=== Section Start ===

//! HTTP protocol layer module
//!
//! Range, validator, header and response helpers, decoupled from the
//! method handlers that use them.

pub mod cache;
pub mod headers;
pub mod range;
pub mod response;

// Re-export commonly used types
pub use cache::{evaluate_preconditions, weak_etag, Precondition};
pub use range::{range_tokens, RangeError, RangeSpec, RawRange, WriteWindow};
pub use response::{
    build_416_response, build_error_response, build_redirect_response, build_status_response,
    ALLOW,
};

=== Section End ===

◆ **TASK STATEMENT**
Word for word, restate every record in the listing.

◆ **ANSWER BOX**
//! HTTP protocol layer module
//!
//! Range, validator, header and response helpers, decoupled from the
//! method handlers that use them.

pub mod cache;
pub mod headers;
pub mod range;
pub mod response;

// Re-export commonly used types
pub use cache::{evaluate_preconditions, weak_etag, Precondition};
pub use range::{range_tokens, RangeError, RangeSpec, RawRange, WriteWindow};
pub use response::{
    build_416_response, build_error_response, build_redirect_response, build_status_response,
    ALLOW,
};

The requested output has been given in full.